Our home was dark. The neighborhood was terrible. I hated it. We all hated it.  It was a dead, depressing place. We lived two houses down from a known drug house. They’d do deals in the street. They’d park in front of our house waiting for the delivery. Sometimes I’d walk up to them and knock on the car window, ask if I could help. Probably not the safest move, but it gets to the point when you don’t fucking care anymore. The neighbor on our left occasionally got drunk and poisoned animals in the neighborhood. We lived in near-constant fear of our animals getting out. One day our cat did. We found her on our driveway, poisoned the same way our two kitties died when we first moved in, two years prior, before we knew. Our street was a thoroughfare to the worst street in town, so a constant stream of addicts and drunks poured down our road like a sad parade. They left their trash on our lawn and their baggies on the sidewalk.

We needed to move a long time before, but we didn’t. We didn’t because we were stuck.  We didn’t because sometimes the misery you know is easier than the unknown, because it’s safer, or you think it is, simply because it is known.

It all starts to feel so heavy: The change. The fear surrounding it all: What will happen? What if it doesn’t work? Where will we go and do and how will it all work?

One day turns into the next and the next and the next and it’s just you and the aching intuition, the burning feeling that something needs to change. But nothing changes, because nothing changes. And fear.

The burglary ended it.

Shaken to our core, we were faced with the reality of what our life had become and how distant we had grown from that reality. Within 45 days our house was on the market and we had moved into my mom’s house. Within 90 days our house was sold and we were in escrow on another. Around 4 months from that burglary we moved into the house we live in now, a place I love so much I never want to leave (which is its own problem but one I love to have!). I had forgotten how much a miserable house can bring you down. I had forgotten what it feels like to love where you’re living, to feel “home” each day, in your home.

Action. Finally. Happened.

In a way, that burglary was the best thing to ever happen to us, but still I’m full of hatred sometimes, toward him, but mostly toward myself. Why didn’t I act? Why didn’t I do something? Why didn’t I trust my gut and heart?

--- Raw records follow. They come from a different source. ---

//! HTTP error responses.

use axum::http::StatusCode;
use axum::response::{IntoResponse, Response};
use axum::Json;
use codescope_core::Error;
use serde::Serialize;

/// Error returned by every handler, rendered as
/// `{"error": {"code", "message", "details"?}}`.
#[derive(Debug)]
pub struct AppError {
    pub status: StatusCode,
    pub code: &'static str,
    pub message: String,
    pub details: Option<String>,
}

#[derive(Serialize)]
struct ErrorBody {
    error: ErrorDetail,
}

#[derive(Serialize)]
struct ErrorDetail {
    code: &'static str,
    message: String,
    #[serde(skip_serializing_if = "Option::is_none")]
    details: Option<String>,
}

impl IntoResponse for AppError {
    fn into_response(self) -> Response {
        let body = ErrorBody {
            error: ErrorDetail {
                code: self.code,
                message: self.message,
                details: self.details,
            },
        };
        (self.status, Json(body)).into_response()
    }
}

/// 400 Bad Request.
pub fn bad_request(message: impl Into<String>) -> AppError {
    AppError {
        status: StatusCode::BAD_REQUEST,
        code: "bad_request",
        message: message.into(),
        details: None,
    }
}

/// 404 Not Found.
pub fn not_found(message: impl Into<String>) -> AppError {
    AppError {
        status: StatusCode::NOT_FOUND,
        code: "not_found",
        message: message.into(),
        details: None,
    }
}

/// 500 for a failed call to the inference server.
pub fn upstream_error(details: impl Into<String>) -> AppError {
    AppError {
        status: StatusCode::INTERNAL_SERVER_ERROR,
        code: "upstream_error",
        message: "Failed to get response from the inference server".to_string(),
        details: Some(details.into()),
    }
}

/// 500 for anything else.
pub fn internal(message: impl Into<String>) -> AppError {
    AppError {
        status: StatusCode::INTERNAL_SERVER_ERROR,
        code: "internal",
        message: message.into(),
        details: None,
    }
}

impl From<Error> for AppError {
    fn from(err: Error) -> Self {
        match err {
            e @ (Error::InvalidInput(_)
            | Error::InvalidPattern(_)
            | Error::Ignore(_)
            | Error::Archive(_)) => bad_request(e.to_string()),
            Error::NotFound(message) => not_found(message),
            Error::Upstream { message, status } => {
                tracing::warn!("Inference server error (status {:?}): {}", status, message);
                upstream_error(message)
            }
            other => {
                tracing::error!("Request failed: {}", other);
                internal(other.to_string())
            }
        }
    }
}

I know. I already know: I was doing the best I could at the time. And really, it was just stuff gone. It’s just stuff. Means nothing.

But shit. It’s hard. You know?

Hard to face the elements of responsibility in our own lives, hard to square off with the truth about ourselves. It is not my fault that he burglarized our home. It is, however, my fault that I denied my intuition and chose comfort over change, even though that comfort was making me fucking miserable and I KNEW IT.

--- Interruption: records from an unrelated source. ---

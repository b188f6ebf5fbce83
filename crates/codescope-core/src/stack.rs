//! Technology stack detection.
//!
//! Detects technologies from three sources, in order: the root
//! `package.json` manifest, well-known marker files (Cargo.toml, go.mod, ...),
//! and the file extensions present in the tree. A label found by an earlier
//! source is never overwritten by a later one.

use crate::error::Result;
use crate::file::AnalyzedFile;
use serde::{Deserialize, Serialize};
use std::collections::BTreeMap;
use std::path::Path;

/// Broad kind of a detected technology.
#[derive(Debug, Clone, Copy, PartialEq, Eq, Hash, Serialize, Deserialize)]
#[serde(rename_all = "lowercase")]
pub enum TechCategory {
    Language,
    Runtime,
    Framework,
    Library,
    Tool,
}

/// Where a technology was detected.
#[derive(Debug, Clone, Copy, PartialEq, Eq, Hash, Serialize, Deserialize)]
#[serde(rename_all = "lowercase")]
pub enum DetectionSource {
    Manifest,
    Marker,
    Extension,
}

/// A detected technology.
#[derive(Debug, Clone, PartialEq, Eq, Serialize, Deserialize)]
pub struct Technology {
    pub name: String,
    pub category: TechCategory,
    #[serde(default, skip_serializing_if = "Option::is_none")]
    pub version: Option<String>,
    pub source: DetectionSource,
}

impl Technology {
    pub fn new(name: impl Into<String>, category: TechCategory, source: DetectionSource) -> Self {
        Self {
            name: name.into(),
            category,
            version: None,
            source,
        }
    }

    pub fn with_version(mut self, version: impl Into<String>) -> Self {
        self.version = Some(version.into());
        self
    }
}

/// Known npm packages and the label they map to.
const KNOWN_PACKAGES: &[(&str, &str, TechCategory)] = &[
    ("react", "React", TechCategory::Framework),
    ("vue", "Vue.js", TechCategory::Framework),
    ("@angular/core", "Angular", TechCategory::Framework),
    ("next", "Next.js", TechCategory::Framework),
    ("svelte", "Svelte", TechCategory::Framework),
    ("express", "Express", TechCategory::Framework),
    ("@mui/material", "Material-UI", TechCategory::Library),
    ("@material-ui/core", "Material-UI", TechCategory::Library),
    ("redux", "Redux", TechCategory::Library),
    ("@reduxjs/toolkit", "Redux", TechCategory::Library),
    ("@apollo/client", "Apollo Client", TechCategory::Library),
    ("graphql", "GraphQL", TechCategory::Library),
    ("tailwindcss", "Tailwind CSS", TechCategory::Library),
    ("axios", "Axios", TechCategory::Library),
    ("mongoose", "MongoDB", TechCategory::Library),
    ("socket.io", "Socket.IO", TechCategory::Library),
    ("typescript", "TypeScript", TechCategory::Language),
    ("vite", "Vite", TechCategory::Tool),
    ("webpack", "Webpack", TechCategory::Tool),
    ("jest", "Jest", TechCategory::Tool),
];

/// Marker file names and the label they imply.
const MARKER_FILES: &[(&str, &str, TechCategory)] = &[
    ("requirements.txt", "Python", TechCategory::Language),
    ("pyproject.toml", "Python", TechCategory::Language),
    ("setup.py", "Python", TechCategory::Language),
    ("Cargo.toml", "Rust", TechCategory::Language),
    ("go.mod", "Go", TechCategory::Language),
    ("pom.xml", "Java", TechCategory::Language),
    ("build.gradle", "Java", TechCategory::Language),
    ("Gemfile", "Ruby", TechCategory::Language),
    ("composer.json", "PHP", TechCategory::Language),
    ("Dockerfile", "Docker", TechCategory::Tool),
];

/// Lowercase file extensions and the label they imply.
const EXTENSION_LABELS: &[(&str, &str, TechCategory)] = &[
    ("py", "Python", TechCategory::Language),
    ("js", "JavaScript", TechCategory::Language),
    ("jsx", "JavaScript", TechCategory::Language),
    ("mjs", "JavaScript", TechCategory::Language),
    ("cjs", "JavaScript", TechCategory::Language),
    ("ts", "TypeScript", TechCategory::Language),
    ("tsx", "TypeScript", TechCategory::Language),
    ("java", "Java", TechCategory::Language),
    ("go", "Go", TechCategory::Language),
    ("rs", "Rust", TechCategory::Language),
    ("rb", "Ruby", TechCategory::Language),
    ("php", "PHP", TechCategory::Language),
    ("cs", "C#", TechCategory::Language),
    ("kt", "Kotlin", TechCategory::Language),
    ("swift", "Swift", TechCategory::Language),
    ("html", "HTML", TechCategory::Language),
    ("css", "CSS", TechCategory::Language),
    ("scss", "Sass", TechCategory::Language),
    ("sass", "Sass", TechCategory::Language),
    ("vue", "Vue.js", TechCategory::Framework),
    ("svelte", "Svelte", TechCategory::Framework),
];

/// Name of the manifest file read for declared dependencies.
pub const MANIFEST_FILE: &str = "package.json";

/// The parts of `package.json` the analyzer uses.
#[derive(Debug, Clone, Default, PartialEq, Deserialize)]
pub struct PackageManifest {
    #[serde(default)]
    pub name: Option<String>,
    #[serde(default)]
    pub dependencies: BTreeMap<String, serde_json::Value>,
    #[serde(default, rename = "devDependencies")]
    pub dev_dependencies: BTreeMap<String, serde_json::Value>,
}

impl PackageManifest {
    /// Parse manifest JSON.
    pub fn from_json(content: &str) -> Result<Self> {
        Ok(serde_json::from_str(content)?)
    }

    /// Load the manifest from a project root. `Ok(None)` when absent.
    pub fn load(root: &Path) -> Result<Option<Self>> {
        let path = root.join(MANIFEST_FILE);
        if !path.is_file() {
            return Ok(None);
        }
        let content = std::fs::read_to_string(&path)?;
        Self::from_json(&content).map(Some)
    }

    /// Runtime then dev dependencies with their declared version strings.
    pub fn all_dependencies(&self) -> impl Iterator<Item = (&str, Option<&str>)> {
        self.dependencies
            .iter()
            .chain(self.dev_dependencies.iter())
            .map(|(name, version)| (name.as_str(), version.as_str()))
    }
}

/// Deduplicated set of technologies keyed by label.
///
/// Serializes as a list sorted by name.
#[derive(Debug, Clone, Default, PartialEq, Eq, Serialize, Deserialize)]
#[serde(from = "Vec<Technology>", into = "Vec<Technology>")]
pub struct TechStack {
    entries: BTreeMap<String, Technology>,
}

impl From<Vec<Technology>> for TechStack {
    fn from(list: Vec<Technology>) -> Self {
        let mut stack = TechStack::default();
        for tech in list {
            stack.insert(tech);
        }
        stack
    }
}

impl From<TechStack> for Vec<Technology> {
    fn from(stack: TechStack) -> Self {
        stack.entries.into_values().collect()
    }
}

impl TechStack {
    /// Detect the stack of a project from its manifest and file list.
    pub fn detect(manifest: Option<&PackageManifest>, files: &[AnalyzedFile]) -> Self {
        let mut stack = Self::default();
        if let Some(manifest) = manifest {
            stack.detect_from_manifest(manifest);
        }
        stack.detect_from_markers(files);
        stack.detect_from_extensions(files);
        stack
    }

    /// Insert a technology unless its label is already present.
    pub fn insert(&mut self, tech: Technology) -> bool {
        if self.entries.contains_key(&tech.name) {
            return false;
        }
        self.entries.insert(tech.name.clone(), tech);
        true
    }

    pub fn contains(&self, name: &str) -> bool {
        self.entries.contains_key(name)
    }

    pub fn get(&self, name: &str) -> Option<&Technology> {
        self.entries.get(name)
    }

    /// Labels, sorted.
    pub fn names(&self) -> Vec<&str> {
        self.entries.keys().map(String::as_str).collect()
    }

    pub fn iter(&self) -> impl Iterator<Item = &Technology> {
        self.entries.values()
    }

    pub fn len(&self) -> usize {
        self.entries.len()
    }

    pub fn is_empty(&self) -> bool {
        self.entries.is_empty()
    }

    fn detect_from_manifest(&mut self, manifest: &PackageManifest) {
        self.insert(Technology::new(
            "Node.js",
            TechCategory::Runtime,
            DetectionSource::Manifest,
        ));

        for (package, version) in manifest.all_dependencies() {
            let Some((_, label, category)) = KNOWN_PACKAGES.iter().find(|(p, _, _)| *p == package)
            else {
                continue;
            };
            let mut tech = Technology::new(*label, *category, DetectionSource::Manifest);
            if let Some(version) = version {
                tech = tech.with_version(version);
            }
            self.insert(tech);
        }
    }

    fn detect_from_markers(&mut self, files: &[AnalyzedFile]) {
        for file in files {
            if let Some((_, label, category)) =
                MARKER_FILES.iter().find(|(marker, _, _)| *marker == file.name)
            {
                self.insert(Technology::new(*label, *category, DetectionSource::Marker));
            }
        }
    }

    fn detect_from_extensions(&mut self, files: &[AnalyzedFile]) {
        for file in files {
            let ext = file.extension_lower();
            if let Some((_, label, category)) =
                EXTENSION_LABELS.iter().find(|(e, _, _)| *e == ext)
            {
                self.insert(Technology::new(
                    *label,
                    *category,
                    DetectionSource::Extension,
                ));
            }
        }
    }
}
//! Ignore rules: fixed defaults merged with a project's `.gitignore`.

use crate::error::Result;
use ::ignore::gitignore::{Gitignore, GitignoreBuilder};
use std::path::Path;

/// Patterns that are always excluded from a scan.
pub const DEFAULT_IGNORE_PATTERNS: &[&str] = &[
    "node_modules",
    ".git",
    "dist",
    "build",
    "coverage",
    ".next",
    ".cache",
    "__pycache__",
    ".venv",
    "venv",
    "target",
    "*.log",
    ".DS_Store",
    "package-lock.json",
    "yarn.lock",
    "pnpm-lock.yaml",
];

/// Name of the project-local ignore file.
pub const IGNORE_FILE: &str = ".gitignore";

/// Compiled gitignore matcher for `/`-separated paths relative to the root.
#[derive(Debug, Clone)]
pub struct IgnoreRules {
    matcher: Gitignore,
    patterns: Vec<String>,
}

impl IgnoreRules {
    /// Compile rules from gitignore-style lines.
    ///
    /// Lines that fail to compile are logged and skipped.
    pub fn new<I, S>(patterns: I) -> Result<Self>
    where
        I: IntoIterator<Item = S>,
        S: AsRef<str>,
    {
        let mut builder = GitignoreBuilder::new(".");
        let mut kept = Vec::new();
        add_lines(&mut builder, None, patterns, &mut kept);
        Self::finish(builder, kept)
    }

    /// Default rules only.
    pub fn defaults() -> Result<Self> {
        Self::new(DEFAULT_IGNORE_PATTERNS)
    }

    /// Defaults, extra patterns, then the project's `.gitignore` if present.
    ///
    /// Later rules win, so a `!pattern` in `.gitignore` can re-include a
    /// path excluded by the defaults.
    pub fn for_project(root: &Path, extra: &[String]) -> Result<Self> {
        let mut builder = GitignoreBuilder::new(root);
        let mut kept = Vec::new();
        add_lines(&mut builder, None, DEFAULT_IGNORE_PATTERNS, &mut kept);
        add_lines(&mut builder, None, extra, &mut kept);

        let ignore_file = root.join(IGNORE_FILE);
        if ignore_file.is_file() {
            match std::fs::read_to_string(&ignore_file) {
                Ok(content) => add_lines(
                    &mut builder,
                    Some(&ignore_file),
                    parse_ignore_file(&content),
                    &mut kept,
                ),
                Err(e) => tracing::warn!("Could not read {}: {}", ignore_file.display(), e),
            }
        }

        Self::finish(builder, kept)
    }

    fn finish(builder: GitignoreBuilder, patterns: Vec<String>) -> Result<Self> {
        Ok(Self {
            matcher: builder.build()?,
            patterns,
        })
    }

    /// Whether a relative path is excluded, either directly or through one
    /// of its parent directories.
    pub fn is_ignored(&self, relative: &str, is_dir: bool) -> bool {
        self.matcher
            .matched_path_or_any_parents(relative, is_dir)
            .is_ignore()
    }

    /// The source patterns that compiled successfully.
    pub fn patterns(&self) -> &[String] {
        &self.patterns
    }
}

fn add_lines<I, S>(
    builder: &mut GitignoreBuilder,
    from: Option<&Path>,
    lines: I,
    kept: &mut Vec<String>,
) where
    I: IntoIterator<Item = S>,
    S: AsRef<str>,
{
    for line in lines {
        let line = line.as_ref().trim();
        if line.is_empty() || line.starts_with('#') {
            continue;
        }
        match builder.add_line(from.map(Path::to_path_buf), line) {
            Ok(_) => kept.push(line.to_string()),
            Err(e) => tracing::warn!("Skipping ignore pattern '{}': {}", line, e),
        }
    }
}

/// Extract rules from ignore-file content: one per line, blank lines and
/// `#` comments dropped.
pub fn parse_ignore_file(content: &str) -> Vec<String> {
    content
        .lines()
        .map(str::trim)
        .filter(|line| !line.is_empty() && !line.starts_with('#'))
        .map(String::from)
        .collect()
}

It is my fault that I didn’t leave a house and town and situation that was sucking the life out of me.

It is my fault I DID NOT ACT.

Life is strange, isn’t it? The way we stay in things that are killing us because at least we feel safe – hang out in the muck and dirt and mire because at least it’s the muck and dirt and mire we’re accustomed to. The way we justify the shit in our lives as if it’s other people’s faults when really it’s us – we’re the ones too chicken shit to move, paralyzed by our own indecision, cut off at the knees with terror. Of what, who knows. How could it be worse than this?

Until life slaughters us one day, to be reborn.

I’m beginning to think life is just a series of little deaths, of becoming unstuck, of seeing how fear pulses through my mind and spine and legs, moving my body for me, on nothing more than a glorified rat wheel. Around and around we call it “living.” I know the truth but I’m too scared to face it. That bullshit job, relationship, habit, whatever. The truth rests deep inside of me. I work every day to ignore it, until I cannot any longer.

I was stuck. I’m not stuck now.

I want to forgive myself, but some mental construction won’t work. “I forgive you Janelle.”

Ah, fuck off.

That shit never works. I need action. I will forgive myself by staying unstuck, by laughing at the voice that says “You can’t. It’s too hard. Stay here.”

I tried that, asshole. I went down that road and it didn’t work. I couldn’t get off  the track on my own so life did it for me, and it hurt. I was shattered into a new direction.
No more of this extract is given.